Stored dataset items:
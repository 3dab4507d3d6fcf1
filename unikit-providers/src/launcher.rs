use async_trait::async_trait;
use nix::sys::signal::{self, Signal};
use nix::unistd::Pid;
use std::collections::BTreeMap;
use std::path::PathBuf;
use std::process::Stdio;
use std::time::Duration;
use tokio::process::Command;
use tracing::{debug, info, warn};
use unikit_core::{ImageFormat, Result, StorageDriver, UnikitError};

/// A disk handed to the hypervisor, in boot order.
#[derive(Debug, Clone, PartialEq, Eq)]
pub struct DiskSpec {
    pub path: PathBuf,
    pub format: ImageFormat,
}

/// Everything needed to boot one instance.
#[derive(Debug, Clone)]
pub struct LaunchSpec {
    pub instance_id: String,
    pub name: String,
    /// Root disk first, then attached volumes.
    pub disks: Vec<DiskSpec>,
    pub storage_driver: StorageDriver,
    pub memory_mb: u64,
    pub env: BTreeMap<String, String>,
    pub log_file: PathBuf,
    pub work_dir: PathBuf,
}

/// Starts and stops hypervisor processes.
#[async_trait]
pub trait VmLauncher: Send + Sync {
    /// Boots the instance and returns the hypervisor pid.
    async fn launch(&self, spec: &LaunchSpec) -> Result<u32>;
    async fn terminate(&self, pid: u32) -> Result<()>;
    fn is_alive(&self, pid: u32) -> bool;
}

const ENV_FW_CFG_NAME: &str = "opt/unikit/env";
const STARTUP_GRACE: Duration = Duration::from_millis(300);
const SHUTDOWN_POLLS: u32 = 50;
const SHUTDOWN_POLL_INTERVAL: Duration = Duration::from_millis(100);

/// Launches `qemu-system-*` processes detached from the caller.
pub struct QemuLauncher {
    qemu_binary: PathBuf,
    accel: Option<String>,
}

impl QemuLauncher {
    pub fn new(qemu_binary: PathBuf, accel: Option<String>) -> Self {
        let qemu_binary = which::which(&qemu_binary).unwrap_or(qemu_binary);
        Self { qemu_binary, accel }
    }

    fn env_file_contents(env: &BTreeMap<String, String>) -> String {
        env.iter().map(|(k, v)| format!("{k}={v}\n")).collect()
    }

    pub fn command_args(&self, spec: &LaunchSpec, env_file: Option<&PathBuf>) -> Vec<String> {
        let mut args = vec![
            "-name".to_string(),
            spec.name.clone(),
            "-m".to_string(),
            spec.memory_mb.to_string(),
            "-display".to_string(),
            "none".to_string(),
            "-no-reboot".to_string(),
            "-chardev".to_string(),
            format!("file,id=serial0,path={},append=on", spec.log_file.display()),
            "-serial".to_string(),
            "chardev:serial0".to_string(),
        ];
        if let Some(accel) = &self.accel {
            args.push("-accel".to_string());
            args.push(accel.clone());
        }
        args.extend(drive_args(spec.storage_driver, &spec.disks));
        if let Some(env_file) = env_file {
            args.push("-fw_cfg".to_string());
            args.push(format!("name={ENV_FW_CFG_NAME},file={}", env_file.display()));
        }
        args
    }
}

/// Maps disks onto qemu drive options for the given storage driver.
pub fn drive_args(driver: StorageDriver, disks: &[DiskSpec]) -> Vec<String> {
    let mut args = Vec::new();
    match driver {
        StorageDriver::Virtio | StorageDriver::Ide => {
            let interface = if driver == StorageDriver::Virtio {
                "virtio"
            } else {
                "ide"
            };
            for disk in disks {
                args.push("-drive".to_string());
                args.push(format!(
                    "file={},format={},if={interface}",
                    disk.path.display(),
                    disk.format
                ));
            }
        }
        StorageDriver::Sata | StorageDriver::Scsi => {
            let (controller, device, bus) = if driver == StorageDriver::Sata {
                ("ahci,id=ahci0", "ide-hd", "ahci0")
            } else {
                ("virtio-scsi-pci,id=scsi0", "scsi-hd", "scsi0")
            };
            args.push("-device".to_string());
            args.push(controller.to_string());
            for (index, disk) in disks.iter().enumerate() {
                args.push("-drive".to_string());
                args.push(format!(
                    "file={},format={},if=none,id=disk{index}",
                    disk.path.display(),
                    disk.format
                ));
                let bus_slot = if driver == StorageDriver::Sata {
                    format!("{bus}.{index}")
                } else {
                    format!("{bus}.0")
                };
                args.push("-device".to_string());
                args.push(format!("{device},drive=disk{index},bus={bus_slot}"));
            }
        }
    }
    args
}

#[async_trait]
impl VmLauncher for QemuLauncher {
    async fn launch(&self, spec: &LaunchSpec) -> Result<u32> {
        tokio::fs::create_dir_all(&spec.work_dir).await?;

        let env_file = if spec.env.is_empty() {
            None
        } else {
            let path = spec.work_dir.join("env");
            tokio::fs::write(&path, Self::env_file_contents(&spec.env)).await?;
            Some(path)
        };

        let args = self.command_args(spec, env_file.as_ref());
        info!("Starting {} for instance {}", self.qemu_binary.display(), spec.name);
        debug!("{} {}", self.qemu_binary.display(), args.join(" "));

        // qemu outlives this call; its stderr joins the serial log.
        let stderr = std::fs::OpenOptions::new()
            .create(true)
            .append(true)
            .open(&spec.log_file)?;
        let mut child = Command::new(&self.qemu_binary)
            .args(&args)
            .stdin(Stdio::null())
            .stdout(Stdio::null())
            .stderr(Stdio::from(stderr))
            .spawn()
            .map_err(|e| UnikitError::external("qemu", "launch", e))?;

        let pid = child
            .id()
            .ok_or_else(|| UnikitError::external("qemu", "launch", "process exited immediately"))?;

        // Argument and disk errors make qemu exit right away.
        tokio::time::sleep(STARTUP_GRACE).await;
        if let Some(status) = child
            .try_wait()
            .map_err(|e| UnikitError::external("qemu", "launch", e))?
        {
            return Err(UnikitError::external(
                "qemu",
                "launch",
                format!("exited with {status}, see {}", spec.log_file.display()),
            ));
        }

        Ok(pid)
    }

    async fn terminate(&self, pid: u32) -> Result<()> {
        let target = Pid::from_raw(pid as i32);
        match signal::kill(target, Signal::SIGTERM) {
            Ok(()) => {}
            Err(nix::errno::Errno::ESRCH) => return Ok(()),
            Err(e) => return Err(UnikitError::external("qemu", "terminate", e)),
        }

        for _ in 0..SHUTDOWN_POLLS {
            if !self.is_alive(pid) {
                return Ok(());
            }
            tokio::time::sleep(SHUTDOWN_POLL_INTERVAL).await;
        }

        warn!("qemu process {} ignored SIGTERM, killing", pid);
        match signal::kill(target, Signal::SIGKILL) {
            Ok(()) | Err(nix::errno::Errno::ESRCH) => Ok(()),
            Err(e) => Err(UnikitError::external("qemu", "terminate", e)),
        }
    }

    fn is_alive(&self, pid: u32) -> bool {
        signal::kill(Pid::from_raw(pid as i32), None::<Signal>).is_ok()
    }
}
use crate::error::{EntityKind, Result, UnikitError};
use crate::types::RawImage;
use async_trait::async_trait;
use std::collections::HashMap;
use std::path::PathBuf;
use std::sync::Arc;

#[derive(Debug, Clone)]
pub struct CompileParams {
    pub sources_dir: PathBuf,
    /// Extra arguments forwarded to the build job.
    pub args: Vec<String>,
    pub no_cleanup: bool,
}

/// Turns a source tree with a manifest into a `RawImage`.
#[async_trait]
pub trait Compiler: Send + Sync {
    async fn compile(&self, params: &CompileParams) -> Result<RawImage>;
}

/// Identifies a compiler by unikernel base, language runtime and target backend.
#[derive(Debug, Clone, PartialEq, Eq, Hash, PartialOrd, Ord)]
pub struct CompilerKey {
    pub base: String,
    pub language: String,
    pub target: String,
}

impl CompilerKey {
    pub fn new(
        base: impl Into<String>,
        language: impl Into<String>,
        target: impl Into<String>,
    ) -> Self {
        Self {
            base: base.into(),
            language: language.into(),
            target: target.into(),
        }
    }
}

impl std::fmt::Display for CompilerKey {
    fn fmt(&self, f: &mut std::fmt::Formatter<'_>) -> std::fmt::Result {
        write!(f, "{}-{}-{}", self.base, self.language, self.target)
    }
}

#[derive(Clone, Default)]
pub struct Compilers {
    compilers: HashMap<CompilerKey, Arc<dyn Compiler>>,
}

impl Compilers {
    pub fn new() -> Self {
        Self::default()
    }

    pub fn register(&mut self, key: CompilerKey, compiler: Arc<dyn Compiler>) {
        self.compilers.insert(key, compiler);
    }

    pub fn get(&self, key: &CompilerKey) -> Result<Arc<dyn Compiler>> {
        self.compilers.get(key).cloned().ok_or_else(|| {
            UnikitError::InvalidInput(format!(
                "no {} registered for {key}",
                EntityKind::Compiler
            ))
        })
    }

    pub fn keys(&self) -> Vec<CompilerKey> {
        let mut keys: Vec<CompilerKey> = self.compilers.keys().cloned().collect();
        keys.sort();
        keys
    }
}
use std::time::Duration;
use thiserror::Error;

#[derive(Error, Debug)]
pub enum UnikitError {
    #[error("Invalid input: {0}")]
    InvalidInput(String),

    #[error("{entity} not found: {query}")]
    NotFound { entity: EntityKind, query: String },

    #[error("{entity} '{query}' is ambiguous, matches: {}", matches.join(", "))]
    AmbiguousMatch {
        entity: EntityKind,
        query: String,
        matches: Vec<String>,
    },

    #[error("{entity} already exists: {name}")]
    AlreadyExists { entity: EntityKind, name: String },

    #[error("Conflict on {entity} {id}: {message}")]
    Conflict {
        entity: EntityKind,
        id: String,
        message: String,
    },

    #[error("{source_name} failed during {operation}: {cause}")]
    ExternalFailure {
        source_name: String,
        operation: String,
        cause: String,
    },

    #[error("{operation} timed out after {after:?}")]
    Timeout { operation: String, after: Duration },

    #[error("Configuration error: {0}")]
    ConfigError(String),

    #[error("IO error: {0}")]
    IoError(#[from] std::io::Error),

    #[error("Serialization error: {0}")]
    SerializationError(#[from] serde_json::Error),

    #[error("Other error: {0}")]
    Other(#[from] anyhow::Error),
}

pub type Result<T> = std::result::Result<T, UnikitError>;

/// Coarse classification callers match on instead of the concrete variant.
#[derive(Debug, Clone, Copy, PartialEq, Eq)]
pub enum ErrorKind {
    InvalidInput,
    NotFound,
    AmbiguousMatch,
    AlreadyExists,
    Conflict,
    ExternalFailure,
    Timeout,
}

impl UnikitError {
    pub fn kind(&self) -> ErrorKind {
        match self {
            UnikitError::InvalidInput(_) | UnikitError::ConfigError(_) => ErrorKind::InvalidInput,
            UnikitError::NotFound { .. } => ErrorKind::NotFound,
            UnikitError::AmbiguousMatch { .. } => ErrorKind::AmbiguousMatch,
            UnikitError::AlreadyExists { .. } => ErrorKind::AlreadyExists,
            UnikitError::Conflict { .. } => ErrorKind::Conflict,
            UnikitError::Timeout { .. } => ErrorKind::Timeout,
            UnikitError::ExternalFailure { .. }
            | UnikitError::IoError(_)
            | UnikitError::SerializationError(_)
            | UnikitError::Other(_) => ErrorKind::ExternalFailure,
        }
    }

    pub fn not_found(entity: EntityKind, query: impl Into<String>) -> Self {
        UnikitError::NotFound {
            entity,
            query: query.into(),
        }
    }

    pub fn already_exists(entity: EntityKind, name: impl Into<String>) -> Self {
        UnikitError::AlreadyExists {
            entity,
            name: name.into(),
        }
    }

    pub fn conflict(entity: EntityKind, id: impl Into<String>, message: impl Into<String>) -> Self {
        UnikitError::Conflict {
            entity,
            id: id.into(),
            message: message.into(),
        }
    }

    pub fn external(
        source_name: impl Into<String>,
        operation: impl Into<String>,
        cause: impl std::fmt::Display,
    ) -> Self {
        UnikitError::ExternalFailure {
            source_name: source_name.into(),
            operation: operation.into(),
            cause: cause.to_string(),
        }
    }

    pub fn is_not_found(&self) -> bool {
        self.kind() == ErrorKind::NotFound
    }
}

#[derive(Debug, Clone, Copy, PartialEq, Eq)]
pub enum EntityKind {
    Image,
    Instance,
    Volume,
    Provider,
    Compiler,
    Artifact,
}

impl std::fmt::Display for EntityKind {
    fn fmt(&self, f: &mut std::fmt::Formatter<'_>) -> std::fmt::Result {
        match self {
            EntityKind::Image => write!(f, "Image"),
            EntityKind::Instance => write!(f, "Instance"),
            EntityKind::Volume => write!(f, "Volume"),
            EntityKind::Provider => write!(f, "Provider"),
            EntityKind::Compiler => write!(f, "Compiler"),
            EntityKind::Artifact => write!(f, "Artifact"),
        }
    }
}

#[cfg(test)]
mod tests {
    use super::*;

    #[test]
    fn test_io_errors_are_external_failures() {
        let err: UnikitError = std::io::Error::other("disk on fire").into();
        assert_eq!(err.kind(), ErrorKind::ExternalFailure);
    }

    #[test]
    fn test_ambiguous_message_lists_matches() {
        let err = UnikitError::AmbiguousMatch {
            entity: EntityKind::Instance,
            query: "web-".to_string(),
            matches: vec!["web-1".to_string(), "web-2".to_string()],
        };
        assert_eq!(
            err.to_string(),
            "Instance 'web-' is ambiguous, matches: web-1, web-2"
        );
        assert_eq!(err.kind(), ErrorKind::AmbiguousMatch);
    }

    #[test]
    fn test_config_errors_are_invalid_input() {
        let err = UnikitError::ConfigError("bad yaml".to_string());
        assert_eq!(err.kind(), ErrorKind::InvalidInput);
    }
}
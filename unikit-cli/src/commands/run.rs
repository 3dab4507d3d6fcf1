use crate::output::{OutputFormat, OutputFormatter, print_progress, print_success};
use crate::utils::{parse_env_vars, parse_mounts};
use unikit_core::{Providers, Result, RunInstanceParams};

pub async fn execute(
    image: String,
    name: String,
    mounts: Vec<String>,
    env: Vec<String>,
    providers: &Providers,
    format: OutputFormat,
) -> Result<()> {
    let params = RunInstanceParams {
        name,
        image_id: image,
        mounts: parse_mounts(&mounts)?,
        env: parse_env_vars(&env)?,
    };

    let provider = providers.provider_for_image(&params.image_id).await?;
    print_progress(&format!(
        "Starting {} from image {} on {}",
        params.name,
        params.image_id,
        provider.name()
    ));
    let instance = provider.run_instance(params).await?;

    if format.is_table() {
        print_success(&format!("Instance {} ({}) is {}", instance.name, instance.id, instance.state));
    } else {
        println!("{}", format.format(&instance));
    }
    Ok(())
}
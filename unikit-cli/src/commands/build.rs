use crate::output::{OutputFormat, OutputFormatter, format_size, print_progress, print_success};
use std::path::PathBuf;
use unikit_core::{BuildRequest, CompilerKey, Config, Providers, Result, build_image};

pub struct BuildArgs {
    pub name: String,
    pub sources: PathBuf,
    pub provider: String,
    pub base: String,
    pub language: String,
    pub args: Vec<String>,
    pub force: bool,
    pub no_cleanup: bool,
}

pub async fn execute(
    args: BuildArgs,
    config: &Config,
    providers: &Providers,
    format: OutputFormat,
) -> Result<()> {
    let provider = providers.get(&args.provider)?;
    let compilers = unikit_compilers::default_compilers(&config.build);
    // Compilers are keyed by the backend they target.
    let compiler = CompilerKey::new(args.base, args.language, provider.name());

    print_progress(&format!(
        "Building {} from {} with {}",
        args.name,
        args.sources.display(),
        compiler
    ));

    let image = build_image(
        &compilers,
        provider.as_ref(),
        BuildRequest {
            name: args.name,
            compiler,
            sources_dir: args.sources,
            args: args.args,
            force: args.force,
            no_cleanup: args.no_cleanup,
        },
    )
    .await?;

    if format.is_table() {
        print_success(&format!(
            "Image {} ({}) staged on {}, {}",
            image.name,
            image.id,
            image.provider,
            format_size(image.size_bytes)
        ));
    } else {
        println!("{}", format.format(&image));
    }
    Ok(())
}
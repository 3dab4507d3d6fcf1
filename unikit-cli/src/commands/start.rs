use crate::output::print_success;
use unikit_core::{Providers, Result};

pub async fn execute(instance: String, providers: &Providers) -> Result<()> {
    let provider = providers.provider_for_instance(&instance).await?;
    provider.start_instance(&instance).await?;
    print_success(&format!("Instance {instance} started"));
    Ok(())
}
use std::path::Path;
use tracing::debug;
use unikit_core::{DeviceMapping, ImageFormat, RawImage, Result, RunSpec};
use unikit_storage::{
    DiskConverter, TempArtifact, detect_format, extract_first_partition, read_mbr,
    wrap_in_partition_table,
};

/// Re-encodes a compiler artifact into `target_format`, applying the
/// partition layout the provider expects.
///
/// Every intermediate file lives in `work_dir` and is removed when this
/// returns, unless `no_cleanup`. The returned artifact is the final disk.
pub async fn prepare_disk(
    converter: &dyn DiskConverter,
    raw_image: &RawImage,
    use_partition_tables: bool,
    target_format: ImageFormat,
    work_dir: &Path,
    no_cleanup: bool,
) -> Result<TempArtifact> {
    tokio::fs::create_dir_all(work_dir).await?;
    let source = raw_image.local_image_path.as_path();

    let source_format = detect_format(source).await?;
    let converted = if source_format == ImageFormat::Raw {
        None
    } else {
        let raw = TempArtifact::new_in(work_dir, "stage-raw", no_cleanup)?;
        converter
            .convert(source, source_format, raw.path(), ImageFormat::Raw)
            .await?;
        Some(raw)
    };
    let raw_path = converted.as_ref().map_or(source, |t| t.path());

    let has_table = read_mbr(raw_path).await?.is_some();
    let laid_out = match (use_partition_tables, has_table) {
        (true, false) => {
            debug!("Adding partition table to {}", raw_path.display());
            let wrapped = TempArtifact::new_in(work_dir, "stage-partitioned", no_cleanup)?;
            wrap_in_partition_table(raw_path, wrapped.path()).await?;
            Some(wrapped)
        }
        (false, true) => {
            debug!("Extracting first partition of {}", raw_path.display());
            let bare = TempArtifact::new_in(work_dir, "stage-bare", no_cleanup)?;
            extract_first_partition(raw_path, bare.path()).await?;
            Some(bare)
        }
        _ => None,
    };
    let layout_path = laid_out.as_ref().map_or(raw_path, |t| t.path());

    let target = TempArtifact::new_in(work_dir, &format!("stage-{target_format}"), no_cleanup)?;
    converter
        .convert(layout_path, ImageFormat::Raw, target.path(), target_format)
        .await?;

    Ok(target)
}

/// Rewrites device names for the disk layout: `/dev/vda1` on partitioned
/// disks, `/dev/vda` on bare ones.
pub fn device_name_for_layout(device_name: &str, partitioned: bool) -> String {
    let base = device_name.trim_end_matches(|c: char| c.is_ascii_digit());
    if partitioned {
        format!("{base}1")
    } else {
        base.to_string()
    }
}

pub fn run_spec_for_layout(run_spec: &RunSpec, partitioned: bool) -> RunSpec {
    RunSpec {
        device_mappings: run_spec
            .device_mappings
            .iter()
            .map(|m| {
                DeviceMapping::new(
                    m.mount_point.clone(),
                    device_name_for_layout(&m.device_name, partitioned),
                )
            })
            .collect(),
        ..run_spec.clone()
    }
}

#[cfg(test)]
mod tests {
    use super::*;

    #[test]
    fn test_device_names_follow_layout() {
        assert_eq!(device_name_for_layout("/dev/vda1", true), "/dev/vda1");
        assert_eq!(device_name_for_layout("/dev/vda", true), "/dev/vda1");
        assert_eq!(device_name_for_layout("/dev/sda1", false), "/dev/sda");
        assert_eq!(device_name_for_layout("/dev/sdb", false), "/dev/sdb");
    }
}
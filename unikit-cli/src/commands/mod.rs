mod build;
mod delete;
mod images;
mod instances;
mod logs;
mod providers;
mod run;
mod start;
mod stop;
mod volumes;

use clap::Subcommand;
use std::path::PathBuf;
use std::sync::Arc;
use unikit_core::{Config, Provider, Providers, Result};

use crate::output::OutputFormat;

#[derive(Subcommand, Debug)]
pub enum Command {
    /// Compile a source directory and stage it as an image
    Build {
        /// Name of the image
        name: String,

        /// Directory containing the application sources and manifest
        #[arg(short, long, default_value = ".")]
        sources: PathBuf,

        /// Provider to stage the image on
        #[arg(short, long, default_value = "qemu")]
        provider: String,

        /// Unikernel base
        #[arg(long, default_value = "osv")]
        base: String,

        /// Language runtime
        #[arg(short, long, default_value = "nodejs")]
        language: String,

        /// Extra arguments for the build job
        #[arg(long = "arg")]
        args: Vec<String>,

        /// Replace an existing image with the same name
        #[arg(short, long)]
        force: bool,

        /// Keep intermediate build and staging files
        #[arg(long)]
        no_cleanup: bool,
    },

    /// List images
    Images {
        /// Only show images of this provider
        #[arg(short, long)]
        provider: Option<String>,
    },

    /// Delete an image
    Rmi {
        /// Image name, id or id prefix
        image: String,

        /// Also delete instances running the image
        #[arg(short, long)]
        force: bool,
    },

    /// Run an instance from an image
    Run {
        /// Image name, id or id prefix
        image: String,

        /// Name of the instance
        #[arg(short, long)]
        name: String,

        /// Volume mounts (format: /mount/point:volume)
        #[arg(short, long = "mount")]
        mounts: Vec<String>,

        /// Environment variables (format: KEY=VALUE)
        #[arg(short, long = "env")]
        env: Vec<String>,
    },

    /// List instances
    Instances {
        /// Only show instances of this provider
        #[arg(short, long)]
        provider: Option<String>,
    },

    /// Start a stopped instance
    Start {
        /// Instance name, id or id prefix
        instance: String,
    },

    /// Stop a running instance
    Stop {
        /// Instance name, id or id prefix
        instance: String,
    },

    /// Delete an instance
    Rm {
        /// Instance name, id or id prefix
        instance: String,
    },

    /// Show logs of an instance
    Logs {
        /// Instance name, id or id prefix
        instance: String,

        /// Number of lines to show from the end
        #[arg(short, long)]
        tail: Option<usize>,
    },

    /// Create a volume
    CreateVolume {
        /// Name of the volume
        name: String,

        /// Provider to create the volume on
        #[arg(short, long, default_value = "qemu")]
        provider: String,

        /// Size of an empty volume (e.g., 512MB, 2GB)
        #[arg(short, long, conflicts_with = "data")]
        size: Option<String>,

        /// Filesystem image to copy into the volume
        #[arg(short, long)]
        data: Option<PathBuf>,
    },

    /// List volumes
    Volumes {
        /// Only show volumes of this provider
        #[arg(short, long)]
        provider: Option<String>,
    },

    /// Delete a volume
    Rmv {
        /// Volume name, id or id prefix
        volume: String,

        /// Detach the volume first if it is attached
        #[arg(short, long)]
        force: bool,
    },

    /// Attach a volume to an instance
    Attach {
        /// Volume name, id or id prefix
        volume: String,

        /// Instance name, id or id prefix
        instance: String,

        /// Mount point declared by the instance's image
        #[arg(short, long)]
        mount_point: String,
    },

    /// Detach a volume from its instance
    Detach {
        /// Volume name, id or id prefix
        volume: String,
    },

    /// List configured providers and available compilers
    Providers,
}

pub async fn execute(command: Command, config: Config, format: OutputFormat) -> Result<()> {
    let providers = unikit_providers::build_providers(&config).await?;

    match command {
        Command::Build {
            name,
            sources,
            provider,
            base,
            language,
            args,
            force,
            no_cleanup,
        } => {
            let request = build::BuildArgs {
                name,
                sources,
                provider,
                base,
                language,
                args,
                force,
                no_cleanup: no_cleanup || config.build.no_cleanup,
            };
            build::execute(request, &config, &providers, format).await
        }
        Command::Images { provider } => images::execute(provider, &providers, format).await,
        Command::Rmi { image, force } => delete::image(image, force, &providers).await,
        Command::Run {
            image,
            name,
            mounts,
            env,
        } => run::execute(image, name, mounts, env, &providers, format).await,
        Command::Instances { provider } => instances::execute(provider, &providers, format).await,
        Command::Start { instance } => start::execute(instance, &providers).await,
        Command::Stop { instance } => stop::execute(instance, &providers).await,
        Command::Rm { instance } => delete::instance(instance, &providers).await,
        Command::Logs { instance, tail } => logs::execute(instance, tail, &providers).await,
        Command::CreateVolume {
            name,
            provider,
            size,
            data,
        } => volumes::create(name, provider, size, data, &providers, format).await,
        Command::Volumes { provider } => volumes::list(provider, &providers, format).await,
        Command::Rmv { volume, force } => delete::volume(volume, force, &providers).await,
        Command::Attach {
            volume,
            instance,
            mount_point,
        } => volumes::attach(volume, instance, mount_point, &providers).await,
        Command::Detach { volume } => volumes::detach(volume, &providers).await,
        Command::Providers => providers::execute(&config, &providers, format),
    }
}

/// Providers to query for a listing: one if named, otherwise all.
fn selected(providers: &Providers, name: Option<&str>) -> Result<Vec<Arc<dyn Provider>>> {
    match name {
        Some(name) => Ok(vec![providers.get(name)?]),
        None => Ok(providers.iter().cloned().collect()),
    }
}
pub mod build_job;
pub mod manifest;
pub mod osv;

pub use build_job::{BuildJob, BuildJobRunner, DockerBuildJobRunner, PROJECT_MOUNT};
pub use manifest::{MANIFEST_FILE, NodeManifest, load_manifest};
pub use osv::{OsvNodeCompiler, OsvTarget, register_osv_compilers};

use std::sync::Arc;
use unikit_core::{BuildConfig, Compilers};

/// Every compiler this crate ships, with build jobs run through docker.
pub fn default_compilers(build: &BuildConfig) -> Compilers {
    let runner = Arc::new(DockerBuildJobRunner::new(
        build.docker_binary.clone(),
        build.job_timeout(),
    ));
    let mut compilers = Compilers::new();
    register_osv_compilers(&mut compilers, runner);
    compilers
}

● **Your task**:
When the line with "let layout_path = laid_out.as_ref().map_or(raw_path, |t|" is reached in the data above, begin copying, and stop after the line with "device_mappings: run_spec"; copy each line exactly, both ends included.

● **Answer**:
    let layout_path = laid_out.as_ref().map_or(raw_path, |t| t.path());

    let target = TempArtifact::new_in(work_dir, &format!("stage-{target_format}"), no_cleanup)?;
    converter
        .convert(layout_path, ImageFormat::Raw, target.path(), target_format)
        .await?;

    Ok(target)
}

/// Rewrites device names for the disk layout: `/dev/vda1` on partitioned
/// disks, `/dev/vda` on bare ones.
pub fn device_name_for_layout(device_name: &str, partitioned: bool) -> String {
    let base = device_name.trim_end_matches(|c: char| c.is_ascii_digit());
    if partitioned {
        format!("{base}1")
    } else {
        base.to_string()
    }
}

pub fn run_spec_for_layout(run_spec: &RunSpec, partitioned: bool) -> RunSpec {
    RunSpec {
        device_mappings: run_spec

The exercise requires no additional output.